### Problem description
Your answer should be only the lines below from the one with "on-disk peer-state file." to the one with "assert_eq!(decoded.pterm, 6);", repeated exactly, ends included.

━━━ Records supplied ━━━

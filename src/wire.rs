//! Fixed-layout little-endian framing for the consensus protocol.
//!
//! Every message type here has a hand-rolled binary layout so that the exact
//! wire bytes of an append-entry can be stored in the WAL and replayed after a
//! restart. Decoders return `None` on malformed input; callers drop such
//! messages silently.

use bytes::{BufMut, Bytes, BytesMut};

use crate::error::RaftError;
use crate::id::{NodeId, ID_LEN};

/// Kind of a replicated log entry.
#[derive(Debug, Clone, Copy, PartialEq, Eq)]
#[repr(u8)]
pub enum EntryType {
    /// Opaque payload for the upper-layer state machine.
    Normal = 0,
    /// A state-machine snapshot blob.
    Snapshot = 1,
    /// Encoded membership (cluster size + peer ids).
    PeerState = 2,
    /// A peer id joining the group.
    AddPeer = 3,
    /// Reserved; removal is not supported in this version.
    RemovePeer = 4,
    /// Target peer id for a leadership transfer.
    LeaderTransfer = 5,
}

impl EntryType {
    fn from_u8(tag: u8) -> Option<EntryType> {
        match tag {
            0 => Some(EntryType::Normal),
            1 => Some(EntryType::Snapshot),
            2 => Some(EntryType::PeerState),
            3 => Some(EntryType::AddPeer),
            4 => Some(EntryType::RemovePeer),
            5 => Some(EntryType::LeaderTransfer),
            _ => None,
        }
    }
}

impl std::fmt::Display for EntryType {
    fn fmt(&self, f: &mut std::fmt::Formatter<'_>) -> std::fmt::Result {
        match self {
            EntryType::Normal => write!(f, "Normal"),
            EntryType::Snapshot => write!(f, "Snapshot"),
            EntryType::PeerState => write!(f, "PeerState"),
            EntryType::AddPeer => write!(f, "AddPeer"),
            EntryType::RemovePeer => write!(f, "RemovePeer"),
            EntryType::LeaderTransfer => write!(f, "LeaderTransfer"),
        }
    }
}

/// A single tagged record carried inside an append-entry.
#[derive(Debug, Clone, PartialEq, Eq)]
pub struct Entry {
    pub kind: EntryType,
    pub data: Bytes,
}

impl Entry {
    pub fn new(kind: EntryType, data: Bytes) -> Self {
        Entry { kind, data }
    }

    pub fn normal(data: Bytes) -> Self {
        Entry::new(EntryType::Normal, data)
    }

    pub fn snapshot(data: Bytes) -> Self {
        Entry::new(EntryType::Snapshot, data)
    }

    pub fn add_peer(peer: NodeId) -> Self {
        Entry::new(EntryType::AddPeer, Bytes::copy_from_slice(peer.as_bytes()))
    }

    pub fn leader_transfer(peer: NodeId) -> Self {
        Entry::new(
            EntryType::LeaderTransfer,
            Bytes::copy_from_slice(peer.as_bytes()),
        )
    }
}

/// Base length of an append-entry frame: leader id, four u64 fields and the
/// u16 entry count.
pub const APPEND_ENTRY_BASE_LEN: usize = ID_LEN + 4 * 8 + 2;

/// The one message that carries both heartbeats (no entries) and log entries
/// from leader to follower. `pterm`/`pindex` name the slot immediately
/// preceding the first carried entry.
#[derive(Debug, Clone)]
pub struct AppendEntry {
    pub leader: NodeId,
    pub term: u64,
    pub commit: u64,
    pub pterm: u64,
    pub pindex: u64,
    pub entries: Vec<Entry>,
    /// Reply inbox the sender is listening on. Not part of the frame.
    pub reply: String,
    /// The encoded frame, kept so it can be stored or forwarded verbatim.
    pub raw: Bytes,
}

impl AppendEntry {
    pub fn new(
        leader: NodeId,
        term: u64,
        commit: u64,
        pterm: u64,
        pindex: u64,
        entries: Vec<Entry>,
    ) -> Self {
        AppendEntry {
            leader,
            term,
            commit,
            pterm,
            pindex,
            entries,
            reply: String::new(),
            raw: Bytes::new(),
        }
    }

    /// Encode the frame, remembering the bytes in `self.raw`.
    pub fn encode(&mut self) -> Bytes {
        let elen: usize = self.entries.iter().map(|e| e.data.len() + 1 + 4).sum();
        let mut buf = BytesMut::with_capacity(APPEND_ENTRY_BASE_LEN + elen);
        buf.put_slice(self.leader.as_bytes());
        buf.put_u64_le(self.term);
        buf.put_u64_le(self.commit);
        buf.put_u64_le(self.pterm);
        buf.put_u64_le(self.pindex);
        buf.put_u16_le(self.entries.len() as u16);
        for e in &self.entries {
            buf.put_u32_le(e.data.len() as u32 + 1);
            buf.put_u8(e.kind as u8);
            buf.put_slice(&e.data);
        }
        self.raw = buf.freeze();
        self.raw.clone()
    }

    /// Decode a frame. Entry payloads are zero-copy slices of `buf`.
    pub fn decode(buf: Bytes, reply: &str) -> Option<AppendEntry> {
        if buf.len() < APPEND_ENTRY_BASE_LEN {
            return None;
        }
        let leader = NodeId::from_bytes(&buf[..ID_LEN]);
        let term = read_u64(&buf[8..]);
        let commit = read_u64(&buf[16..]);
        let pterm = read_u64(&buf[24..]);
        let pindex = read_u64(&buf[32..]);
        let count = u16::from_le_bytes([buf[40], buf[41]]) as usize;

        let mut entries = Vec::with_capacity(count);
        let mut ri = APPEND_ENTRY_BASE_LEN;
        for _ in 0..count {
            if ri + 4 > buf.len() {
                return None;
            }
            let len = u32::from_le_bytes([buf[ri], buf[ri + 1], buf[ri + 2], buf[ri + 3]]) as usize;
            ri += 4;
            if len == 0 || ri + len > buf.len() {
                return None;
            }
            let kind = EntryType::from_u8(buf[ri])?;
            entries.push(Entry::new(kind, buf.slice(ri + 1..ri + len)));
            ri += len;
        }

        Some(AppendEntry {
            leader,
            term,
            commit,
            pterm,
            pindex,
            entries,
            reply: reply.to_string(),
            raw: buf,
        })
    }
}

pub const APPEND_ENTRY_RESPONSE_LEN: usize = 8 + 8 + ID_LEN + 1;

/// A follower's reply to an append-entry: its (pterm, pindex) and whether the
/// frame matched.
#[derive(Debug, Clone, PartialEq, Eq)]
pub struct AppendEntryResponse {
    pub term: u64,
    pub index: u64,
    pub peer: NodeId,
    pub success: bool,
    /// Reply inbox for catch-up traffic. Not part of the frame.
    pub reply: String,
}

impl AppendEntryResponse {
    pub fn new(term: u64, index: u64, peer: NodeId, success: bool) -> Self {
        AppendEntryResponse {
            term,
            index,
            peer,
            success,
            reply: String::new(),
        }
    }

    pub fn encode(&self) -> Bytes {
        let mut buf = BytesMut::with_capacity(APPEND_ENTRY_RESPONSE_LEN);
        buf.put_u64_le(self.term);
        buf.put_u64_le(self.index);
        buf.put_slice(self.peer.as_bytes());
        buf.put_u8(self.success as u8);
        buf.freeze()
    }

    pub fn decode(buf: &[u8], reply: &str) -> Option<AppendEntryResponse> {
        if buf.len() != APPEND_ENTRY_RESPONSE_LEN {
            return None;
        }
        Some(AppendEntryResponse {
            term: read_u64(buf),
            index: read_u64(&buf[8..]),
            peer: NodeId::from_bytes(&buf[16..16 + ID_LEN]),
            success: buf[24] == 1,
            reply: reply.to_string(),
        })
    }
}

pub const VOTE_REQUEST_LEN: usize = 24 + ID_LEN;

#[derive(Debug, Clone, PartialEq, Eq)]
pub struct VoteRequest {
    pub term: u64,
    pub last_term: u64,
    pub last_index: u64,
    pub candidate: NodeId,
    /// Reply inbox the candidate is listening on. Not part of the frame.
    pub reply: String,
}

impl VoteRequest {
    pub fn encode(&self) -> Bytes {
        let mut buf = BytesMut::with_capacity(VOTE_REQUEST_LEN);
        buf.put_u64_le(self.term);
        buf.put_u64_le(self.last_term);
        buf.put_u64_le(self.last_index);
        buf.put_slice(self.candidate.as_bytes());
        buf.freeze()
    }

    pub fn decode(buf: &[u8], reply: &str) -> Option<VoteRequest> {
        if buf.len() != VOTE_REQUEST_LEN {
            return None;
        }
        Some(VoteRequest {
            term: read_u64(buf),
            last_term: read_u64(&buf[8..]),
            last_index: read_u64(&buf[16..]),
            candidate: NodeId::from_bytes(&buf[24..24 + ID_LEN]),
            reply: reply.to_string(),
        })
    }
}

pub const VOTE_RESPONSE_LEN: usize = 8 + ID_LEN + 1;

#[derive(Debug, Clone, PartialEq, Eq)]
pub struct VoteResponse {
    pub term: u64,
    pub peer: NodeId,
    pub granted: bool,
}

impl VoteResponse {
    pub fn encode(&self) -> Bytes {
        let mut buf = BytesMut::with_capacity(VOTE_RESPONSE_LEN);
        buf.put_u64_le(self.term);
        buf.put_slice(self.peer.as_bytes());
        buf.put_u8(self.granted as u8);
        buf.freeze()
    }

    pub fn decode(buf: &[u8]) -> Option<VoteResponse> {
        if buf.len() != VOTE_RESPONSE_LEN {
            return None;
        }
        Some(VoteResponse {
            term: read_u64(buf),
            peer: NodeId::from_bytes(&buf[8..8 + ID_LEN]),
            granted: buf[16] == 1,
        })
    }
}

/// Membership record: cluster size plus the known peer ids. Shared by the
/// `EntryType::PeerState` payload and the on-disk peer-state file.
#[derive(Debug, Clone, PartialEq, Eq)]
pub struct PeerState {
    pub cluster_size: u32,
    pub peers: Vec<NodeId>,
}

impl PeerState {
    pub fn encode(&self) -> Bytes {
        let mut buf = BytesMut::with_capacity(8 + ID_LEN * self.peers.len());
        buf.put_u32_le(self.cluster_size);
        buf.put_u32_le(self.peers.len() as u32);
        for peer in &self.peers {
            buf.put_slice(peer.as_bytes());
        }
        buf.freeze()
    }

    pub fn decode(buf: &[u8]) -> Result<PeerState, RaftError> {
        if buf.len() < 8 {
            return Err(RaftError::CorruptPeerState);
        }
        let cluster_size = u32::from_le_bytes([buf[0], buf[1], buf[2], buf[3]]);
        let count = u32::from_le_bytes([buf[4], buf[5], buf[6], buf[7]]) as usize;
        let body = &buf[8..];
        if body.len() < count * ID_LEN {
            return Err(RaftError::CorruptPeerState);
        }
        let peers = body
            .chunks_exact(ID_LEN)
            .take(count)
            .map(NodeId::from_bytes)
            .collect();
        Ok(PeerState {
            cluster_size,
            peers,
        })
    }
}

fn read_u64(buf: &[u8]) -> u64 {
    u64::from_le_bytes([
        buf[0], buf[1], buf[2], buf[3], buf[4], buf[5], buf[6], buf[7],
    ])
}

#[cfg(test)]
mod tests {
    use super::*;

    fn id(s: &str) -> NodeId {
        NodeId::from_hash(s)
    }

    #[test]
    fn test_append_entry_roundtrip() {
        let mut ae = AppendEntry::new(
            id("LDRAAAAA"),
            7,
            42,
            6,
            99,
            vec![
                Entry::normal(Bytes::from_static(b"hello")),
                Entry::add_peer(id("NEWPEER1")),
            ],
        );
        let buf = ae.encode();
        let decoded = AppendEntry::decode(buf.clone(), "$NRG.R.reply").unwrap();

        assert_eq!(decoded.leader, ae.leader);
        assert_eq!(decoded.term, 7);
        assert_eq!(decoded.commit, 42);
        assert_eq!(decoded.pterm, 6);
        assert_eq!(decoded.pindex, 99);
        assert_eq!(decoded.entries, ae.entries);
        assert_eq!(decoded.reply, "$NRG.R.reply");
        assert_eq!(decoded.raw, buf);
    }

    #[test]
    fn test_append_entry_heartbeat_is_base_len() {
        let mut hb = AppendEntry::new(id("LDRAAAAA"), 3, 10, 3, 10, Vec::new());
        let buf = hb.encode();
        assert_eq!(buf.len(), APPEND_ENTRY_BASE_LEN);

        let decoded = AppendEntry::decode(buf, "").unwrap();
        assert!(decoded.entries.is_empty());
    }

    #[test]
    fn test_append_entry_rejects_truncated() {
        let mut ae = AppendEntry::new(
            id("LDRAAAAA"),
            1,
            0,
            0,
            0,
            vec![Entry::normal(Bytes::from_static(b"payload"))],
        );
        let buf = ae.encode();

        // Too short for the base header.
        assert!(AppendEntry::decode(buf.slice(..20), "").is_none());
        // Entry length points past the end of the buffer.
        assert!(AppendEntry::decode(buf.slice(..buf.len() - 3), "").is_none());
    }

    #[test]
    fn test_append_entry_rejects_bad_entry_type() {
        let mut ae = AppendEntry::new(
            id("LDRAAAAA"),
            1,
            0,
            0,
            0,
            vec![Entry::normal(Bytes::from_static(b"x"))],
        );
        let buf = ae.encode();
        let mut bad = buf.to_vec();
        bad[APPEND_ENTRY_BASE_LEN + 4] = 0xff;
        assert!(AppendEntry::decode(Bytes::from(bad), "").is_none());
    }

    #[test]
    fn test_append_entry_response_roundtrip() {
        let ar = AppendEntryResponse::new(5, 123, id("PEERAAAA"), true);
        let buf = ar.encode();
        assert_eq!(buf.len(), APPEND_ENTRY_RESPONSE_LEN);

        let mut decoded = AppendEntryResponse::decode(&buf, "$NRG.R.cu").unwrap();
        assert_eq!(decoded.reply, "$NRG.R.cu");
        decoded.reply.clear();
        assert_eq!(decoded, ar);

        assert!(AppendEntryResponse::decode(&buf[..10], "").is_none());
    }

    #[test]
    fn test_vote_request_roundtrip() {
        let vr = VoteRequest {
            term: 9,
            last_term: 8,
            last_index: 200,
            candidate: id("CANDIDAT"),
            reply: String::new(),
        };
        let buf = vr.encode();
        assert_eq!(buf.len(), VOTE_REQUEST_LEN);

        let mut decoded = VoteRequest::decode(&buf, "$NRG.R.v").unwrap();
        assert_eq!(decoded.reply, "$NRG.R.v");
        decoded.reply.clear();
        assert_eq!(decoded, vr);

        assert!(VoteRequest::decode(&buf[1..], "").is_none());
    }

    #[test]
    fn test_vote_response_roundtrip() {
        for granted in [true, false] {
            let vr = VoteResponse {
                term: 4,
                peer: id("VOTERAAA"),
                granted,
            };
            let buf = vr.encode();
            assert_eq!(buf.len(), VOTE_RESPONSE_LEN);
            assert_eq!(VoteResponse::decode(&buf).unwrap(), vr);
        }
    }

    #[test]
    fn test_peer_state_roundtrip() {
        let ps = PeerState {
            cluster_size: 3,
            peers: vec![id("AAAAAAAA"), id("BBBBBBBB"), id("CCCCCCCC")],
        };
        let buf = ps.encode();
        assert_eq!(PeerState::decode(&buf).unwrap(), ps);
    }

    #[test]
    fn test_peer_state_rejects_short_buffer() {
        let ps = PeerState {
            cluster_size: 2,
            peers: vec![id("AAAAAAAA"), id("BBBBBBBB")],
        };
        let buf = ps.encode();
        assert!(PeerState::decode(&buf[..buf.len() - 1]).is_err());
        assert!(PeerState::decode(&buf[..4]).is_err());
    }

    #[test]
    fn test_entry_type_tags_are_stable() {
        let tags = [
            (0u8, EntryType::Normal),
            (1, EntryType::Snapshot),
            (2, EntryType::PeerState),
            (3, EntryType::AddPeer),
            (4, EntryType::RemovePeer),
            (5, EntryType::LeaderTransfer),
        ];
        for (tag, kind) in tags {
            assert_eq!(EntryType::from_u8(tag), Some(kind));
            assert_eq!(kind as u8, tag);
        }
        assert_eq!(EntryType::from_u8(6), None);
    }
}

━━━

### Solution to the problem
/// `EntryType::PeerState` payload and the on-disk peer-state file.
#[derive(Debug, Clone, PartialEq, Eq)]
pub struct PeerState {
    pub cluster_size: u32,
    pub peers: Vec<NodeId>,
}

impl PeerState {
    pub fn encode(&self) -> Bytes {
        let mut buf = BytesMut::with_capacity(8 + ID_LEN * self.peers.len());
        buf.put_u32_le(self.cluster_size);
        buf.put_u32_le(self.peers.len() as u32);
        for peer in &self.peers {
            buf.put_slice(peer.as_bytes());
        }
        buf.freeze()
    }

    pub fn decode(buf: &[u8]) -> Result<PeerState, RaftError> {
        if buf.len() < 8 {
            return Err(RaftError::CorruptPeerState);
        }
        let cluster_size = u32::from_le_bytes([buf[0], buf[1], buf[2], buf[3]]);
        let count = u32::from_le_bytes([buf[4], buf[5], buf[6], buf[7]]) as usize;
        let body = &buf[8..];
        if body.len() < count * ID_LEN {
            return Err(RaftError::CorruptPeerState);
        }
        let peers = body
            .chunks_exact(ID_LEN)
            .take(count)
            .map(NodeId::from_bytes)
            .collect();
        Ok(PeerState {
            cluster_size,
            peers,
        })
    }
}

fn read_u64(buf: &[u8]) -> u64 {
    u64::from_le_bytes([
        buf[0], buf[1], buf[2], buf[3], buf[4], buf[5], buf[6], buf[7],
    ])
}

#[cfg(test)]
mod tests {
    use super::*;

    fn id(s: &str) -> NodeId {
        NodeId::from_hash(s)
    }

    #[test]
    fn test_append_entry_roundtrip() {
        let mut ae = AppendEntry::new(
            id("LDRAAAAA"),
            7,
            42,
            6,
            99,
            vec![
                Entry::normal(Bytes::from_static(b"hello")),
                Entry::add_peer(id("NEWPEER1")),
            ],
        );
        let buf = ae.encode();
        let decoded = AppendEntry::decode(buf.clone(), "$NRG.R.reply").unwrap();

        assert_eq!(decoded.leader, ae.leader);
        assert_eq!(decoded.term, 7);
        assert_eq!(decoded.commit, 42);
        assert_eq!(decoded.pterm, 6);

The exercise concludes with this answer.